Das Europäische Parlament hat eine europaweite Regelung über Richtlinien zur Anwendung von Künstlicher Intelligenz (KI) auf den Weg gebracht. Am Donnerstag nahmen der Binnenmarkt- und der Innenausschuss den in den vergangenen Monaten im Rahmen der Initiative „A Europe Fit for the Digital Age“ erarbeiteten „AI-Act“ mit großer Mehrheit an. Mitte Juni soll der Gesetzentwurf im Plenum behandelt werden, bis Jahresende sollen die Verhandlungen mit dem Rat abgeschlossen sein.
Das Thema liegt seit Februar 2020 auf dem Tisch, als die Kommission in einem White Paper zu Künstlicher Intelligenz erstmals die Erarbeitung von Regularien angeregt hatte.
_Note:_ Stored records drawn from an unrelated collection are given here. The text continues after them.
// src/pipeline/detect.rs

//! Change detection.
//!
//! The only branching logic that decides whether anyone gets notified.
//! Per URL, given the stored record and the fresh outcome:
//!
//! - fetch failed        -> `Failed`: fingerprint untouched, error recorded
//! - no stored print     -> `Baseline`: store fresh print, never notify
//! - stored == fresh     -> `Unchanged`
//! - stored != fresh     -> `Changed`: store fresh print, emit event

use chrono::{DateTime, Utc};

use crate::models::{ChangeEvent, FetchOutcome, SourceState};
use crate::storage::StateStore;

/// Result of applying one outcome to the store.
#[derive(Debug, Clone)]
pub struct Detection {
    pub state: SourceState,
    pub event: Option<ChangeEvent>,
}

/// Apply one fetch outcome to the store, classifying the source and
/// updating its record in place.
pub fn apply(store: &mut StateStore, outcome: &FetchOutcome, now: DateTime<Utc>) -> Detection {
    match outcome {
        FetchOutcome::Failure { source, error } => {
            let record = store.entry(&source.url);
            record.last_checked_at = now;
            record.last_error = Some(error.clone());

            Detection {
                state: SourceState::Failed,
                event: None,
            }
        }

        FetchOutcome::Success {
            source,
            fingerprint,
        } => {
            let record = store.entry(&source.url);
            record.last_checked_at = now;
            record.last_error = None;

            let previous = record.fingerprint.clone();
            let state = match previous.as_deref() {
                None => {
                    record.fingerprint = Some(fingerprint.clone());
                    SourceState::Baseline
                }
                Some(stored) if stored == fingerprint.as_str() => SourceState::Unchanged,
                Some(_) => {
                    record.fingerprint = Some(fingerprint.clone());
                    SourceState::Changed
                }
            };

            let event = (state == SourceState::Changed).then(|| ChangeEvent {
                label: source.label.clone(),
                url: source.url.clone(),
            });

            Detection { state, event }
        }
    }
}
Es habe sich um lange und schwierige Verhandlungen über ein Thema von größter öffentlicher Aufmerksamkeit gehandelt, sagte der rumänische Ko-Berichterstatter Dragoş Tudorache von der Fraktion Renew Europe in Straßburg. „Es gibt darüber weltweit Diskussionen. Aber wir in Europa geben nun die Linie vor und beziehen Position.“
Diese war freilich lange keineswegs ausgemacht: Über 3000 Abänderungsanträge gab es im Vorfeld der Abstimmung am Donnerstag. „Damit halten wir einen neuen Rekord. Das beweist, wie groß das Interesse an der Materie ist. Das Wichtigste ist, dass wir eine Botschaft senden: Wir nehmen es ernst“, so Tudorache. Es gehe darum, die europäischen Bürger zu schützen, Vertrauen aufzubauen, aber auch, technologische Innovationen nicht zu verhindern, sagte sein italienischer Kollege Brando Benifei (S&D), der von einer „Leuchtturmgesetzgebung“ sprach.
Der erarbeitete Kompromiss, der den ursprünglichen Kommissionsvorschlag in vielen Bereichen ergänzt und verschärft, erzielte 84 Ja-Stimmen bei sieben Nein-Stimmen und zwölf Enthaltungen. So wurden etwa generativen Systeme wie ChatGPT zusätzliche Transparenzverpflichtungen auferlegt, wie etwa die Offenlegung, dass der Inhalt durch KI generiert wurde. Ausdrücklich ausgenommen von den Regelungen sind Forschungstätigkeiten oder KI-Komponenten, die unter Open-Source-Lizenzen bereitgestellt werden.
„Was es vor allem braucht, ist Klarheit. Das haben wir von allen Seiten gehört“, so Tudorache. Deshalb geht es im vorgeschlagenen Regelwerk, das in manchen Bereichen auch die Datenschutz-Grundverordnung ergänzen soll, zunächst um Definitionen und erst danach um Verbote. Kein KI-System solle von vornherein ausgeschlossen werden, hieß es.
Verbot für Hochrisiko-KIs
Verboten sollen vor allem KI-Anwendungen werden, die „manipulative, ausbeuterische und soziale Kontrollpraktiken“ darstellen und auf eine „vorausschauende Polizeiarbeit“ hinauslaufen, die den zentralen Grundsatz der Unschuldsvermutung zu unterlaufen drohen oder diskriminierende Kategorisierungen vornehmen. KI „sollte weder die menschliche Autonomie ersetzen noch den Verlust der individuellen Freiheit in Kauf nehmen und in erster Linie den Bedürfnissen der Menschen und dem Gemeinwohl dienen“, heißt es im Text.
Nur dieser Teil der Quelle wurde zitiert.